## What is required
One part of the entries below is wanted: the lines from the one containing "renderer draws with." through the one containing "fn line_to(&mut self, x: f64, y: f64);". Write those out exactly and nothing else.

(Data extract Opens)

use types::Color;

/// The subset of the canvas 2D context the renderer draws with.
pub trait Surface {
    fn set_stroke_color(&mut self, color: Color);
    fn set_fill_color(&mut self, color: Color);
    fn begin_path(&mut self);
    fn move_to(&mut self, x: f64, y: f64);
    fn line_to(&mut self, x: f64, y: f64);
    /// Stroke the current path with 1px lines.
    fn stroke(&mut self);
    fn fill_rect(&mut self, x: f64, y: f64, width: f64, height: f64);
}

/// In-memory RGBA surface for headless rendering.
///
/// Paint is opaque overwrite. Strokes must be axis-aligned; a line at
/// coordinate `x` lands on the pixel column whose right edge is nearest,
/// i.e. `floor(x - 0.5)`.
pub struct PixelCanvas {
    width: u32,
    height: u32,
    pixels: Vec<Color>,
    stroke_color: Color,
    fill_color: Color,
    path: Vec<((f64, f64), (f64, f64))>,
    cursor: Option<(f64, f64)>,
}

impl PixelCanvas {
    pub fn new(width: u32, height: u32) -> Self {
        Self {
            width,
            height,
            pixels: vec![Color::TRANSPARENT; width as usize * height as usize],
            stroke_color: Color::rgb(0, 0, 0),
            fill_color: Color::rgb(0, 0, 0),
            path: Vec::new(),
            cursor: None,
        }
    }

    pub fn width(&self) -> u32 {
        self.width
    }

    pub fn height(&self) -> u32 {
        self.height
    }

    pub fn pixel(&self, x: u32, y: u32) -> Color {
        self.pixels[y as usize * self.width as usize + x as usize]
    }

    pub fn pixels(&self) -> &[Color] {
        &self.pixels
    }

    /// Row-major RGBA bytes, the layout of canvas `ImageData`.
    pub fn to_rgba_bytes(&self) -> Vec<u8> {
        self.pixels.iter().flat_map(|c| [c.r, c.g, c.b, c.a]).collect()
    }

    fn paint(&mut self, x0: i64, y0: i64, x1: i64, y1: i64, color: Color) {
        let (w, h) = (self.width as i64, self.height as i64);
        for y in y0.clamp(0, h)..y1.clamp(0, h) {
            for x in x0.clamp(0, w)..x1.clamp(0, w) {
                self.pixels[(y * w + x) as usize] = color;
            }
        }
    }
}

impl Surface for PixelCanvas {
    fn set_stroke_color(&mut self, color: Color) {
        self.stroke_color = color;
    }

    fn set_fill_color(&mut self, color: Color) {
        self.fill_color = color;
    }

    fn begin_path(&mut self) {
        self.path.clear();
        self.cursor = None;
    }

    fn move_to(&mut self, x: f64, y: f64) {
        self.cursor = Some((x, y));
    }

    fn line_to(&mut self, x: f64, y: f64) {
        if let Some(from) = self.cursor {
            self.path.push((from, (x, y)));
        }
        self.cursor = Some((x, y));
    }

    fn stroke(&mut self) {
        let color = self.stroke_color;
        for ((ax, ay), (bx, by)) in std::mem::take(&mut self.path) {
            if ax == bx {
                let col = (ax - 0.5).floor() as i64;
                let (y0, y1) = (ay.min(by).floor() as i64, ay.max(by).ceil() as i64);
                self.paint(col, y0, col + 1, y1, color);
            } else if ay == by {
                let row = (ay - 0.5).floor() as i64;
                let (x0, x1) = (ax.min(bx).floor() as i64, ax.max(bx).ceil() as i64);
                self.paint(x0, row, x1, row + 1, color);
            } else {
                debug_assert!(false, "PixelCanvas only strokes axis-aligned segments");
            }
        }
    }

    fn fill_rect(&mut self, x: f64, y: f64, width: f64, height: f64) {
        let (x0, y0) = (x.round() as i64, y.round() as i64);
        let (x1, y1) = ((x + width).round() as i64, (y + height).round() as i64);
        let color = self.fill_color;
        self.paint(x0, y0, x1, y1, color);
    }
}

(Data extract Closes)
(Data extract Opens)

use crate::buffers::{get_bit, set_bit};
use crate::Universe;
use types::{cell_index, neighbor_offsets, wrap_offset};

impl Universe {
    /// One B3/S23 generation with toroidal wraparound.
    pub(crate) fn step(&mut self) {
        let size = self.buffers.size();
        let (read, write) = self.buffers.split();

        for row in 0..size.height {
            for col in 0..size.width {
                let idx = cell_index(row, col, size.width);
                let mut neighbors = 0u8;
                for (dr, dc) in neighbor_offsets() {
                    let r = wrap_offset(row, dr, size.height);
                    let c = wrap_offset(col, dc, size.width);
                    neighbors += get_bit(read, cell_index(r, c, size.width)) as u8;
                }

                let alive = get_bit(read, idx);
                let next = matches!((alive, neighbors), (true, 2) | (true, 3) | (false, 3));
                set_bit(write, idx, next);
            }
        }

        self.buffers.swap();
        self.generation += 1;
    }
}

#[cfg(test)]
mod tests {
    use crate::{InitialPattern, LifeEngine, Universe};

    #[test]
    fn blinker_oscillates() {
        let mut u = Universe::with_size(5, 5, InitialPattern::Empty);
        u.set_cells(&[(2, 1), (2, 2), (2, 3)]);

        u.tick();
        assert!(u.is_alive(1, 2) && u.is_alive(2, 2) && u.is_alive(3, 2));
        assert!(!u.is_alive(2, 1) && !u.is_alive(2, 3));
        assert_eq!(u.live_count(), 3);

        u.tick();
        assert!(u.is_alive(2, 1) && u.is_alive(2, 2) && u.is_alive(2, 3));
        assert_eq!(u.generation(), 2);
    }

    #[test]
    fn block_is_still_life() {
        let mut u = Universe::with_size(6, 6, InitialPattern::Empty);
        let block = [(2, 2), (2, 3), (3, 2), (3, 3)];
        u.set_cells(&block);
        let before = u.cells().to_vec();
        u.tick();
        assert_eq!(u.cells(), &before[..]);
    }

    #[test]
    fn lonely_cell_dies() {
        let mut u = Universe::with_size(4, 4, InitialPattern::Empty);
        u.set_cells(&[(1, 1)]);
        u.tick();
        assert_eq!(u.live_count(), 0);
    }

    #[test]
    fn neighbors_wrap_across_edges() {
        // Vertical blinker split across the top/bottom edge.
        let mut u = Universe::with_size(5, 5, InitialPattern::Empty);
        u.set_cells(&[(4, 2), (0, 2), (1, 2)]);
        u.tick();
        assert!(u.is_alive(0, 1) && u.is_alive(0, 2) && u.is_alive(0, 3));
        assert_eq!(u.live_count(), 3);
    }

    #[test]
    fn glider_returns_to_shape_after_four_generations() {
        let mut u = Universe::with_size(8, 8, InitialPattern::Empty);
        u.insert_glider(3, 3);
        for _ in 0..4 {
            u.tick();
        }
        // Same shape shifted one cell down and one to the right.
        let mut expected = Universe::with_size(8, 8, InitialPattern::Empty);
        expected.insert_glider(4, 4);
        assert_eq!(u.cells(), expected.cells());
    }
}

(Data extract Closes)
(Data extract Opens)

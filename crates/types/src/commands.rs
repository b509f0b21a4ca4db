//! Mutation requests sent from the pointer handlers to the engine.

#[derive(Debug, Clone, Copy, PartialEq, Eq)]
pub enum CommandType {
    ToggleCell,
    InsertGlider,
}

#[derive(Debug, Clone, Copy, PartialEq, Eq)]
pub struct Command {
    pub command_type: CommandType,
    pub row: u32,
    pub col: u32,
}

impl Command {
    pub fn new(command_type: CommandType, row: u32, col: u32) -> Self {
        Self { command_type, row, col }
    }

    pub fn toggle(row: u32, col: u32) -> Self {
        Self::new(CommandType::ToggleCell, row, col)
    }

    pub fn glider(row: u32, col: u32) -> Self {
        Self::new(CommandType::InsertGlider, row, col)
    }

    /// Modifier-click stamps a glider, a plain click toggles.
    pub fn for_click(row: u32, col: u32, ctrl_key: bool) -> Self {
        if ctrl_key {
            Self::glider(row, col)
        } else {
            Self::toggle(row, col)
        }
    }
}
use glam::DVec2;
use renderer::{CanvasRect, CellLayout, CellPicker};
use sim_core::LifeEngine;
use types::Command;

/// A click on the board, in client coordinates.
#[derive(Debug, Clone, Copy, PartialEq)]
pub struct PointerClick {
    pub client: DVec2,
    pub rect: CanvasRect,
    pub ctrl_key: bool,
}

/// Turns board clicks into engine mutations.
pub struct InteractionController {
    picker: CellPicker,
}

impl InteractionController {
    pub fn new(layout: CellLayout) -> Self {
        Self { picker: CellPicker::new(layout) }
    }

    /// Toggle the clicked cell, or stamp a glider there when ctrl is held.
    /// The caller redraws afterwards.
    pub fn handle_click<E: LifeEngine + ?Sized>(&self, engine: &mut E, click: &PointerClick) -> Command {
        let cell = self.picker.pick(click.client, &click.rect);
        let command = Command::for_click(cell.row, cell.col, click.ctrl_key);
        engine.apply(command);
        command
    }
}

(Data extract Closes)

## Response below
/// The subset of the canvas 2D context the renderer draws with.
pub trait Surface {
    fn set_stroke_color(&mut self, color: Color);
    fn set_fill_color(&mut self, color: Color);
    fn begin_path(&mut self);
    fn move_to(&mut self, x: f64, y: f64);
    fn line_to(&mut self, x: f64, y: f64);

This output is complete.